要是撞到了张来福,那就更省事了,我倒要看看师父会帮哪一个。」
「黑姑娘,不知道这样称呼您,合不合适?」李运生恭恭敬敬坐在了黑妖对面。
黑妖倚在沙发上,歪着头,看着李运生。
她的妆容比正月十五那天晚上还要浓,漆黑的嘴唇微微上翘,似乎露出了一点笑容。
「你叫我黑姑娘?你觉得我哪里黑?我长得黑,还是心里黑?」
李运生赶紧解释:「姑娘长得不黑,心也不黑,只是这黑色的妆容,让我十分陶醉。」
黑妖点点头:「这话我爱听,你就叫我黑姑娘吧。」
别看黑妖这句话说得和善,但李运生心里有数。
这女人只要翻了脸,这座宅子里,没有一个人能活着走出大门。
李运生给黑妖倒了杯茶,「这是灵草庄的药茶,在药山府非常出名,你尝一尝。」
茶沏得非常浓,漆黑的茶汤,映出了黑妖的脸。
「这茶泡得不错,我就喜欢黑的,我就喜欢这样的滋味儿。
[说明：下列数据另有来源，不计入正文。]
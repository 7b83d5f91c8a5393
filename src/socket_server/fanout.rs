//! Subscriber registry and broadcast fanout
//!
//! Each connected client owns a bounded outbox channel; its connection task
//! drains the outbox into the WebSocket. A broadcast serializes the message
//! once and `try_send`s the same text to every outbox, so a slow or dead
//! socket only ever affects its own connection.
//!
//! A subscriber whose outbox is closed or full fails delivery and is removed
//! after the pass. Dropping its sender closes the outbox, which ends the
//! connection task.

use std::collections::HashMap;
use std::net::SocketAddr;
use std::sync::Arc;

use parking_lot::RwLock;
use serde::Serialize;
use tokio::sync::mpsc::{self, error::TrySendError};

use crate::error::{DaemonError, Result};

/// Identity of one subscriber connection
#[derive(Debug, Clone, PartialEq, Eq, Hash)]
pub struct SubscriberId(String);

impl SubscriberId {
    fn generate() -> Self {
        let uuid = uuid::Uuid::new_v4().simple().to_string();
        Self(format!("sub_{}", &uuid[..8]))
    }
}

impl std::fmt::Display for SubscriberId {
    fn fmt(&self, f: &mut std::fmt::Formatter<'_>) -> std::fmt::Result {
        f.write_str(&self.0)
    }
}

/// Receiving end of a subscriber's outbox
pub type Outbox = mpsc::Receiver<Arc<str>>;

/// A registered subscriber
#[derive(Debug, Clone)]
struct Subscriber {
    peer: Option<SocketAddr>,
    outbox: mpsc::Sender<Arc<str>>,
}

/// Result of one broadcast pass
#[derive(Debug, Clone, Copy, Default, PartialEq, Eq)]
pub struct BroadcastReport {
    /// Subscribers whose outbox accepted the message
    pub delivered: usize,
    /// Subscribers removed by this pass
    pub pruned: usize,
}

/// Registry of live subscribers
#[derive(Debug)]
pub struct SubscriberRegistry {
    subscribers: RwLock<HashMap<SubscriberId, Subscriber>>,
    /// Outbox capacity per subscriber
    capacity: usize,
}

impl SubscriberRegistry {
    pub fn new(capacity: usize) -> Self {
        Self {
            subscribers: RwLock::new(HashMap::new()),
            capacity: capacity.max(1),
        }
    }

    /// Add a subscriber and hand back its id and outbox
    pub fn register(&self, peer: Option<SocketAddr>) -> (SubscriberId, Outbox) {
        let (tx, rx) = mpsc::channel(self.capacity);
        let id = SubscriberId::generate();
        self.subscribers
            .write()
            .insert(id.clone(), Subscriber { peer, outbox: tx });
        (id, rx)
    }

    /// Remove a subscriber. Returns false if it was already gone.
    pub fn unregister(&self, id: &SubscriberId) -> bool {
        self.subscribers.write().remove(id).is_some()
    }

    pub fn contains(&self, id: &SubscriberId) -> bool {
        self.subscribers.read().contains_key(id)
    }

    pub fn len(&self) -> usize {
        self.subscribers.read().len()
    }

    pub fn is_empty(&self) -> bool {
        self.subscribers.read().is_empty()
    }

    /// Serialize `message` and deliver it to every current subscriber.
    ///
    /// Only a serialization failure is returned; per-subscriber delivery
    /// failures are logged and the subscriber is pruned.
    pub fn broadcast<T: Serialize>(&self, message: &T) -> Result<BroadcastReport> {
        let text: Arc<str> = Arc::from(serde_json::to_string(message)?);
        Ok(self.broadcast_text(text))
    }

    /// Deliver pre-serialized text to every current subscriber
    pub fn broadcast_text(&self, text: Arc<str>) -> BroadcastReport {
        let targets: Vec<(SubscriberId, Option<SocketAddr>, mpsc::Sender<Arc<str>>)> = {
            let subscribers = self.subscribers.read();
            if subscribers.is_empty() {
                return BroadcastReport::default();
            }
            subscribers
                .iter()
                .map(|(id, sub)| (id.clone(), sub.peer, sub.outbox.clone()))
                .collect()
        };

        let mut delivered = 0;
        let mut failed = Vec::new();
        for (id, peer, outbox) in targets {
            match Self::deliver(&id, &outbox, Arc::clone(&text)) {
                Ok(()) => delivered += 1,
                Err(e) => {
                    tracing::debug!("[FANOUT] {} (peer {:?})", e, peer);
                    failed.push(id);
                }
            }
        }

        let pruned = if failed.is_empty() {
            0
        } else {
            let mut subscribers = self.subscribers.write();
            failed
                .iter()
                .filter(|id| subscribers.remove(*id).is_some())
                .count()
        };

        if pruned > 0 {
            tracing::info!("[FANOUT] Cleaned {} dead connections", pruned);
        }

        BroadcastReport { delivered, pruned }
    }

    fn deliver(id: &SubscriberId, outbox: &mpsc::Sender<Arc<str>>, text: Arc<str>) -> Result<()> {
        outbox.try_send(text).map_err(|e| {
            let reason = match e {
                TrySendError::Full(_) => "outbox full",
                TrySendError::Closed(_) => "connection closed",
            };
            DaemonError::Delivery {
                subscriber: id.to_string(),
                reason: reason.to_string(),
            }
        })
    }

    /// Drop every subscriber. Their outboxes close and the connection tasks
    /// end on their own.
    pub fn close_all(&self) -> usize {
        let drained = std::mem::take(&mut *self.subscribers.write());
        drained.len()
    }
}

impl Default for SubscriberRegistry {
    fn default() -> Self {
        Self::new(256)
    }
}
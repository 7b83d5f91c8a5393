//! Context aggregation seam.
//!
//! The dispatch loop forwards every [`ChangeRecord`] to a [`ContextAggregator`]
//! and the `prepare_context` entry point asks it to turn the accumulated
//! change history plus a user prompt into a payload for an AI client. The
//! pipeline depends only on this trait.
//!
//! [`RecentChangesAggregator`] is the built-in implementation: a bounded ring
//! of recent changes rendered as a plain-text summary.

use std::collections::{HashSet, VecDeque};
use std::path::PathBuf;

use parking_lot::Mutex;
use serde_json::json;
use thiserror::Error;

use crate::server::events::ChangeRecord;

/// Errors raised by an aggregator. Never fatal to the pipeline.
#[derive(Error, Debug, Clone, PartialEq, Eq)]
pub enum AggregatorError {
    #[error("Prompt is empty")]
    EmptyPrompt,

    #[error("Aggregator unavailable: {0}")]
    Unavailable(String),
}

/// Collaborator that consumes change records and prepares AI context.
///
/// `add_event` is called from the dispatch loop for every record and must
/// return quickly; anything slow belongs on the implementation's own task.
pub trait ContextAggregator: Send + Sync {
    fn add_event(&self, record: &ChangeRecord) -> Result<(), AggregatorError>;

    fn prepare_context(&self, prompt: &str, platform: &str) -> Result<String, AggregatorError>;

    /// Read-only view of what the aggregator currently believes about the user
    fn user_state(&self) -> serde_json::Value;
}

/// Keeps the last `capacity` changes in memory
pub struct RecentChangesAggregator {
    recent: Mutex<VecDeque<ChangeRecord>>,
    capacity: usize,
}

impl RecentChangesAggregator {
    pub fn new(capacity: usize) -> Self {
        let capacity = capacity.max(1);
        Self {
            recent: Mutex::new(VecDeque::with_capacity(capacity)),
            capacity,
        }
    }

    pub fn len(&self) -> usize {
        self.recent.lock().len()
    }

    pub fn is_empty(&self) -> bool {
        self.recent.lock().is_empty()
    }

    /// Most recent change first, one entry per distinct file
    fn distinct_recent(&self) -> Vec<ChangeRecord> {
        let recent = self.recent.lock();
        let mut seen: HashSet<&PathBuf> = HashSet::new();
        recent
            .iter()
            .rev()
            .filter(|record| seen.insert(&record.path))
            .cloned()
            .collect()
    }
}

impl Default for RecentChangesAggregator {
    fn default() -> Self {
        Self::new(200)
    }
}

impl ContextAggregator for RecentChangesAggregator {
    fn add_event(&self, record: &ChangeRecord) -> Result<(), AggregatorError> {
        let mut recent = self.recent.lock();
        if recent.len() == self.capacity {
            recent.pop_front();
        }
        recent.push_back(record.clone());
        Ok(())
    }

    fn prepare_context(&self, prompt: &str, platform: &str) -> Result<String, AggregatorError> {
        let prompt = prompt.trim();
        if prompt.is_empty() {
            return Err(AggregatorError::EmptyPrompt);
        }

        let files = self.distinct_recent();
        let prompt_lower = prompt.to_lowercase();
        let (mentioned, others): (Vec<_>, Vec<_>) = files
            .into_iter()
            .partition(|record| prompt_lower.contains(&record.filename.to_lowercase()));

        let mut out = format!("Platform: {platform}\nRequest: {prompt}\n");
        if mentioned.is_empty() && others.is_empty() {
            out.push_str("No recent file activity.\n");
            return Ok(out);
        }
        if !mentioned.is_empty() {
            out.push_str("Files referenced in the request:\n");
            for record in &mentioned {
                out.push_str(&format!(
                    "- {} (changed {})\n",
                    record.path.display(),
                    record.timestamp.to_rfc3339()
                ));
            }
        }
        if !others.is_empty() {
            out.push_str("Recently changed files:\n");
            for record in others.iter().take(10) {
                out.push_str(&format!(
                    "- {} (changed {})\n",
                    record.path.display(),
                    record.timestamp.to_rfc3339()
                ));
            }
        }
        Ok(out)
    }

    fn user_state(&self) -> serde_json::Value {
        let recent = self.recent.lock();
        match recent.back() {
            Some(last) => json!({
                "recent_changes": recent.len(),
                "active_project": last.project,
                "last_file": last.filename,
                "last_activity": last.timestamp,
            }),
            None => json!({
                "recent_changes": 0,
                "active_project": null,
                "last_file": null,
                "last_activity": null,
            }),
        }
    }
}
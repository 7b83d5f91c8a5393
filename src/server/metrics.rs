//! Daemon-wide counters with point-in-time snapshots.
//!
//! All fields live behind one `parking_lot::Mutex`, so a reader never sees
//! `changes_detected` bumped without the matching `last_activity`. Counters
//! only ever grow; unwatching a project does not subtract its files.

use std::time::Duration;

use chrono::{DateTime, Utc};
use parking_lot::Mutex;
use serde::{Deserialize, Serialize};

/// Immutable copy of the counters at one instant
#[derive(Debug, Clone, PartialEq, Serialize, Deserialize)]
pub struct MetricsSnapshot {
    /// Files counted across every project at the time it was watched
    pub files_watched: u64,
    /// Change records processed by the dispatch loop
    pub changes_detected: u64,
    /// Successful context preparations
    pub contexts_served: u64,
    pub started_at: DateTime<Utc>,
    /// Timestamp of the latest processed change, if any
    pub last_activity: Option<DateTime<Utc>>,
}

impl MetricsSnapshot {
    /// Time since the daemon started, as seen at `now`
    pub fn uptime(&self, now: DateTime<Utc>) -> Duration {
        (now - self.started_at).to_std().unwrap_or(Duration::ZERO)
    }
}

/// Render an uptime as `"{hours}h {minutes}m"`
pub fn format_uptime(uptime: Duration) -> String {
    let secs = uptime.as_secs();
    format!("{}h {}m", secs / 3600, (secs % 3600) / 60)
}

/// Shared metrics aggregator
#[derive(Debug)]
pub struct Metrics {
    inner: Mutex<MetricsSnapshot>,
}

impl Metrics {
    pub fn new() -> Self {
        Self::started_at(Utc::now())
    }

    pub fn started_at(started_at: DateTime<Utc>) -> Self {
        Self {
            inner: Mutex::new(MetricsSnapshot {
                files_watched: 0,
                changes_detected: 0,
                contexts_served: 0,
                started_at,
                last_activity: None,
            }),
        }
    }

    /// Add the file count of a newly watched project
    pub fn record_files_watched(&self, files: usize) {
        let mut inner = self.inner.lock();
        inner.files_watched = inner.files_watched.saturating_add(files as u64);
    }

    /// Count one processed change and advance `last_activity` in the same step.
    ///
    /// `last_activity` never moves backwards, even if records from different
    /// sources arrive with out-of-order timestamps.
    pub fn record_change(&self, at: DateTime<Utc>) {
        let mut inner = self.inner.lock();
        inner.changes_detected = inner.changes_detected.saturating_add(1);
        inner.last_activity = Some(match inner.last_activity {
            Some(previous) if previous > at => previous,
            _ => at,
        });
    }

    pub fn record_context_served(&self) {
        let mut inner = self.inner.lock();
        inner.contexts_served = inner.contexts_served.saturating_add(1);
    }

    pub fn snapshot(&self) -> MetricsSnapshot {
        self.inner.lock().clone()
    }
}

impl Default for Metrics {
    fn default() -> Self {
        Self::new()
    }
}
」黑妖端起茶杯,用杯盖刮了刮盖碗,抿了一口,含了好一会儿。
茶很苦,苦得黑妖腮帮子直打哆嗦。
她想把这口茶吐了,可灵草庄的药茶确实挺有名气,李运生这杯茶沏得也确实不错。
关键是她自己说就喜欢这样的滋味儿,现在要是出尔反尔,反倒不合她的身份。
把这口茶水强吞下去,黑妖平复了片刻,冲着李运生点了点头:「好茶。」
李运生闻言,赶紧往茶杯里添水。
黑妖摆了摆手,拦住了李运生:「不用添水了,我大老远来一趟,也不是为了上你这喝茶的。」
一听这话,李运生看了严鼎九一眼:「老九,这事是咱们不对了。」
严鼎九赶紧起身,待人接物是他的本分:「黑姑娘大老远来一趟,咱们不能就管个水饱!
今天我做东,咱们一块下馆子,黑姑娘想吃什麽只管说,我立刻备车去。」
说完,严鼎九往门口走,李运生紧随其後。